Solved – all Cross-Validation results be higher than the result on the test dataset

boostingcartcross-validation

Sorry, I'm not an expert and my question could be fundamentally wrong.
I've read this interesting question because I also was wondering whether to train the model again after cross-validation.

Now, after boosting regression trees with this library over 4/5 of the training set, I'm doing a 5-fold CV against a particular objective function.

After re-training on the whole training dataset, I use that final model to predict the binary classification of the test dataset. I'm a bit surprised to see that the evaluation metric for the test set is significantly worse than expected from the validation results.

Do you have any suggestions about what could be going wrong? My second (maybe related) question is why does increasing the rounds of boosting result in worse predictions?

Best Answer

My second (maybe related) question is why does increasing the rounds of boosting result in worse predictions?

Yes this is most probably related: boosting re-weights models based on their performance, so any kind of performance measurement that is done during the weighting process is part of the model training, and not independent of the training data.

That is, I assume the cross validation you refer to is part of the boosting - if you are talking of cross validation of 5 completely trained boosted models we'll have to dig deeper for the reason.


In general, if cross validation is consistently and significantly (do you have enough test cases to actually distinguish cross validation and test results in a statistically sound fashion?) too optimistic, this is a sign that there is some problem in the cross validation procedure.
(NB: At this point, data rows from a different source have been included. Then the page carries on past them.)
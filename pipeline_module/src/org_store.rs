use std::fs;
use std::path::PathBuf;
use std::time::Duration;

use chrono::{DateTime, SecondsFormat, Utc};
use rusqlite::{params, Connection, OptionalExtension, Row};
use uuid::Uuid;

#[derive(Debug, thiserror::Error)]
pub enum OrgStoreError {
    #[error("sqlite error: {0}")]
    Sqlite(#[from] rusqlite::Error),
    #[error("io error: {0}")]
    Io(#[from] std::io::Error),
    #[error("datetime parse error: {0}")]
    DateTimeParse(#[from] chrono::ParseError),
    #[error("uuid parse error: {0}")]
    Uuid(#[from] uuid::Error),
    #[error("invalid identifier: {0}")]
    InvalidIdentifier(String),
    #[error("inbox prefix already routed: {0}")]
    PrefixTaken(String),
}

#[derive(Debug, Clone, Copy, PartialEq, Eq)]
pub enum PlanTier {
    Free,
    Pro,
    Business,
}

impl PlanTier {
    pub fn as_str(&self) -> &'static str {
        match self {
            PlanTier::Free => "free",
            PlanTier::Pro => "pro",
            PlanTier::Business => "business",
        }
    }

    /// Monthly task allowance for the tier.
    pub fn monthly_task_limit(&self) -> i64 {
        match self {
            PlanTier::Free => 50,
            PlanTier::Pro => 500,
            PlanTier::Business => 5000,
        }
    }
}

impl std::str::FromStr for PlanTier {
    type Err = String;

    fn from_str(value: &str) -> Result<Self, Self::Err> {
        match value.trim().to_ascii_lowercase().as_str() {
            "free" => Ok(PlanTier::Free),
            "pro" => Ok(PlanTier::Pro),
            "business" => Ok(PlanTier::Business),
            other => Err(format!("unknown plan tier: {}", other)),
        }
    }
}

#[derive(Debug, Clone, Copy, PartialEq, Eq)]
pub enum MemberRole {
    Admin,
    Member,
}

impl MemberRole {
    pub fn as_str(&self) -> &'static str {
        match self {
            MemberRole::Admin => "admin",
            MemberRole::Member => "member",
        }
    }
}

impl std::str::FromStr for MemberRole {
    type Err = String;

    fn from_str(value: &str) -> Result<Self, Self::Err> {
        match value.trim().to_ascii_lowercase().as_str() {
            "admin" => Ok(MemberRole::Admin),
            "member" => Ok(MemberRole::Member),
            other => Err(format!("unknown member role: {}", other)),
        }
    }
}

#[derive(Debug, Clone)]
pub struct Organization {
    pub id: Uuid,
    pub name: String,
    pub inbox_prefix: String,
    pub plan_tier: PlanTier,
    pub monthly_task_limit: i64,
    pub tasks_used: i64,
    pub usage_period: String,
    pub created_at: DateTime<Utc>,
}

#[derive(Debug, Clone)]
pub struct Member {
    pub id: Uuid,
    pub organization_id: Uuid,
    pub email: String,
    pub display_name: String,
    pub role: MemberRole,
    pub created_at: DateTime<Utc>,
}

/// Quota check result, consulted before every task insert.
#[derive(Debug, Clone, Copy)]
pub struct QuotaDecision {
    pub can_create: bool,
    pub used: i64,
    pub limit: i64,
    pub remaining: i64,
}

const ORG_SCHEMA: &str = r#"
CREATE TABLE IF NOT EXISTS organizations (
    id TEXT PRIMARY KEY,
    name TEXT NOT NULL,
    inbox_prefix TEXT NOT NULL UNIQUE,
    plan_tier TEXT NOT NULL DEFAULT 'free',
    monthly_task_limit INTEGER NOT NULL,
    tasks_used INTEGER NOT NULL DEFAULT 0,
    usage_period TEXT NOT NULL,
    created_at TEXT NOT NULL
);

CREATE TABLE IF NOT EXISTS members (
    id TEXT PRIMARY KEY,
    organization_id TEXT NOT NULL REFERENCES organizations(id) ON DELETE CASCADE,
    email TEXT NOT NULL,
    display_name TEXT NOT NULL,
    role TEXT NOT NULL DEFAULT 'member',
    created_at TEXT NOT NULL,
    UNIQUE(organization_id, email)
);
"#;

/// Organizations and their member rosters. The roster is the universe for
/// mention resolution; the organization row carries the routing key and the
/// monthly quota counter.
#[derive(Debug)]
pub struct OrgStore {
    path: PathBuf,
}

impl OrgStore {
    pub fn new(path: impl Into<PathBuf>) -> Result<Self, OrgStoreError> {
        let store = Self { path: path.into() };
        let _ = store.open()?;
        Ok(store)
    }

    pub fn create_organization(
        &self,
        name: &str,
        inbox_prefix: &str,
        plan_tier: PlanTier,
    ) -> Result<Organization, OrgStoreError> {
        let prefix = normalize_inbox_prefix(inbox_prefix)
            .ok_or_else(|| OrgStoreError::InvalidIdentifier(inbox_prefix.to_string()))?;
        let conn = self.open()?;

        let taken: Option<String> = conn
            .query_row(
                "SELECT id FROM organizations WHERE inbox_prefix = ?1",
                params![prefix],
                |row| row.get(0),
            )
            .optional()?;
        if taken.is_some() {
            return Err(OrgStoreError::PrefixTaken(prefix));
        }

        let organization = Organization {
            id: Uuid::new_v4(),
            name: name.trim().to_string(),
            inbox_prefix: prefix,
            plan_tier,
            monthly_task_limit: plan_tier.monthly_task_limit(),
            tasks_used: 0,
            usage_period: current_period(Utc::now()),
            created_at: Utc::now(),
        };
        conn.execute(
            "INSERT INTO organizations
                (id, name, inbox_prefix, plan_tier, monthly_task_limit, tasks_used, usage_period, created_at)
             VALUES (?1, ?2, ?3, ?4, ?5, 0, ?6, ?7)",
            params![
                organization.id.to_string(),
                organization.name,
                organization.inbox_prefix,
                organization.plan_tier.as_str(),
                organization.monthly_task_limit,
                organization.usage_period,
                format_datetime(organization.created_at),
            ],
        )?;
        Ok(organization)
    }

    pub fn find_by_inbox_prefix(
        &self,
        inbox_prefix: &str,
    ) -> Result<Option<Organization>, OrgStoreError> {
        let Some(prefix) = normalize_inbox_prefix(inbox_prefix) else {
            return Ok(None);
        };
        let conn = self.open()?;
        let row = conn
            .query_row(
                "SELECT id, name, inbox_prefix, plan_tier, monthly_task_limit, tasks_used, usage_period, created_at
                 FROM organizations
                 WHERE inbox_prefix = ?1",
                params![prefix],
                map_organization_row,
            )
            .optional()?;
        row.map(finish_organization).transpose()
    }

    pub fn add_member(
        &self,
        organization_id: Uuid,
        email: &str,
        display_name: &str,
        role: MemberRole,
    ) -> Result<Member, OrgStoreError> {
        let email = normalize_email(email)
            .ok_or_else(|| OrgStoreError::InvalidIdentifier(email.to_string()))?;
        let conn = self.open()?;
        let member = Member {
            id: Uuid::new_v4(),
            organization_id,
            email,
            display_name: display_name.trim().to_string(),
            role,
            created_at: Utc::now(),
        };
        conn.execute(
            "INSERT INTO members (id, organization_id, email, display_name, role, created_at)
             VALUES (?1, ?2, ?3, ?4, ?5, ?6)",
            params![
                member.id.to_string(),
                member.organization_id.to_string(),
                member.email,
                member.display_name,
                member.role.as_str(),
                format_datetime(member.created_at),
            ],
        )?;
        Ok(member)
    }

    pub fn list_members(&self, organization_id: Uuid) -> Result<Vec<Member>, OrgStoreError> {
        let conn = self.open()?;
        let mut stmt = conn.prepare(
            "SELECT id, organization_id, email, display_name, role, created_at
             FROM members
             WHERE organization_id = ?1
             ORDER BY created_at, id",
        )?;
        let rows = stmt.query_map(params![organization_id.to_string()], map_member_row)?;
        let mut members = Vec::new();
        for row in rows {
            members.push(finish_member(row?)?);
        }
        Ok(members)
    }

    pub fn member_count(&self, organization_id: Uuid) -> Result<i64, OrgStoreError> {
        let conn = self.open()?;
        let count = conn.query_row(
            "SELECT COUNT(*) FROM members WHERE organization_id = ?1",
            params![organization_id.to_string()],
            |row| row.get(0),
        )?;
        Ok(count)
    }

    /// Member count excluding one member (usually the creator).
    pub fn other_member_count(
        &self,
        organization_id: Uuid,
        excluding: Option<Uuid>,
    ) -> Result<i64, OrgStoreError> {
        let conn = self.open()?;
        let excluded = excluding.map(|id| id.to_string()).unwrap_or_default();
        let count = conn.query_row(
            "SELECT COUNT(*) FROM members WHERE organization_id = ?1 AND id != ?2",
            params![organization_id.to_string(), excluded],
            |row| row.get(0),
        )?;
        Ok(count)
    }

    /// The sole member other than `excluding`, when exactly one exists.
    pub fn sole_other_member(
        &self,
        organization_id: Uuid,
        excluding: Option<Uuid>,
    ) -> Result<Option<Member>, OrgStoreError> {
        let members = self.list_members(organization_id)?;
        let mut others = members
            .into_iter()
            .filter(|member| Some(member.id) != excluding);
        let first = others.next();
        if others.next().is_some() {
            return Ok(None);
        }
        Ok(first)
    }

    /// Exact case-insensitive email match.
    pub fn member_by_email(
        &self,
        organization_id: Uuid,
        email: &str,
    ) -> Result<Option<Member>, OrgStoreError> {
        let Some(email) = normalize_email(email) else {
            return Ok(None);
        };
        let conn = self.open()?;
        let row = conn
            .query_row(
                "SELECT id, organization_id, email, display_name, role, created_at
                 FROM members
                 WHERE organization_id = ?1 AND email = ?2",
                params![organization_id.to_string(), email],
                map_member_row,
            )
            .optional()?;
        row.map(finish_member).transpose()
    }

    /// Email local-part match. Ties break to admins, then earliest member.
    pub fn member_by_email_local_part(
        &self,
        organization_id: Uuid,
        local_part: &str,
    ) -> Result<Option<Member>, OrgStoreError> {
        let local_part = local_part.trim().to_ascii_lowercase();
        if local_part.is_empty() {
            return Ok(None);
        }
        let conn = self.open()?;
        let row = conn
            .query_row(
                "SELECT id, organization_id, email, display_name, role, created_at
                 FROM members
                 WHERE organization_id = ?1 AND email LIKE ?2 || '@%'
                 ORDER BY CASE role WHEN 'admin' THEN 0 ELSE 1 END, created_at, id
                 LIMIT 1",
                params![organization_id.to_string(), local_part],
                map_member_row,
            )
            .optional()?;
        row.map(finish_member).transpose()
    }

    /// Case-insensitive display-name substring match, same tie-break.
    pub fn member_by_name_substring(
        &self,
        organization_id: Uuid,
        needle: &str,
    ) -> Result<Option<Member>, OrgStoreError> {
        let needle = needle.trim().to_ascii_lowercase();
        if needle.is_empty() {
            return Ok(None);
        }
        let conn = self.open()?;
        let row = conn
            .query_row(
                "SELECT id, organization_id, email, display_name, role, created_at
                 FROM members
                 WHERE organization_id = ?1 AND instr(lower(display_name), ?2) > 0
                 ORDER BY CASE role WHEN 'admin' THEN 0 ELSE 1 END, created_at, id
                 LIMIT 1",
                params![organization_id.to_string(), needle],
                map_member_row,
            )
            .optional()?;
        row.map(finish_member).transpose()
    }

    /// Quota check for one more task in the given period.
    pub fn can_create_task(
        &self,
        organization_id: Uuid,
        period: &str,
    ) -> Result<QuotaDecision, OrgStoreError> {
        let conn = self.open()?;
        let (limit, used): (i64, i64) = conn.query_row(
            "SELECT monthly_task_limit,
                    CASE WHEN usage_period = ?2 THEN tasks_used ELSE 0 END
             FROM organizations
             WHERE id = ?1",
            params![organization_id.to_string(), period],
            |row| Ok((row.get(0)?, row.get(1)?)),
        )?;
        Ok(QuotaDecision {
            can_create: used < limit,
            used,
            limit,
            remaining: (limit - used).max(0),
        })
    }

    /// Plan-level override of the monthly allowance.
    pub fn set_monthly_task_limit(
        &self,
        organization_id: Uuid,
        limit: i64,
    ) -> Result<(), OrgStoreError> {
        let conn = self.open()?;
        conn.execute(
            "UPDATE organizations SET monthly_task_limit = ?2 WHERE id = ?1",
            params![organization_id.to_string(), limit],
        )?;
        Ok(())
    }

    /// Atomic usage increment. A single UPDATE so concurrent workers never
    /// lose updates; rolls the counter over when the period changes.
    pub fn increment_usage(
        &self,
        organization_id: Uuid,
        period: &str,
    ) -> Result<(), OrgStoreError> {
        let conn = self.open()?;
        conn.execute(
            "UPDATE organizations
             SET tasks_used = CASE WHEN usage_period = ?2 THEN tasks_used + 1 ELSE 1 END,
                 usage_period = ?2
             WHERE id = ?1",
            params![organization_id.to_string(), period],
        )?;
        Ok(())
    }

    fn open(&self) -> Result<Connection, OrgStoreError> {
        if let Some(parent) = self.path.parent() {
            fs::create_dir_all(parent)?;
        }
        let conn = Connection::open(&self.path)?;
        conn.busy_timeout(Duration::from_secs(5))?;
        conn.execute_batch(ORG_SCHEMA)?;
        Ok(conn)
    }
}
Maybe the most typical problem is a data leak between testing and training cases.

Such a leak can e.g. happen if the data is clustered/hierarchical. I.e., something like (almost) repeated measurements (or any other confounding factor that links some cases more closely together than other cases - for my data usually many measurements of one patient or measurements of solutions from the same stock solution or measurements taken at the same day, ...), and the test data are new clusters.

One way of dealing with that is to make sure the splitting for the cross validation happens at the highest level of this data hierarchy. Many off-the-shelf classifiers do not offer this. In that case, it may be better to stay away from aggressively optimizing methods (such as boosting), as they tend to overfit badly. A symptom of that would be that the internal performance estimate of the boosting algorithm is much overoptimistic compared already with the cross validation.
The other option would be to implement random forest / boosting from cart + a resampling procedure that obeys the data structure.


Update 2: what to do with clustered data?

So far, I have worked with data where knowledge about the data generating process and the application allows to identify possible important causes of clustered data structure (e.g. patient data may be subject to between-patient-variance) - you can deal with this type of clustering as described above.

In addition, you may try to do a cluster analysis to see whether there are groups within the data. Such a finding may influence the choice of model. However, unless you can trace the clusters to some "cause" (e.g. data turns out to be grouped by day, individual, or the like, I'm not sure how to deal with that in the validation: splitting by groups found within the data is everything but independent. Yet it may be worth while to check how the predictive ability deteriorates for (ehich) out-of-training groups of the data.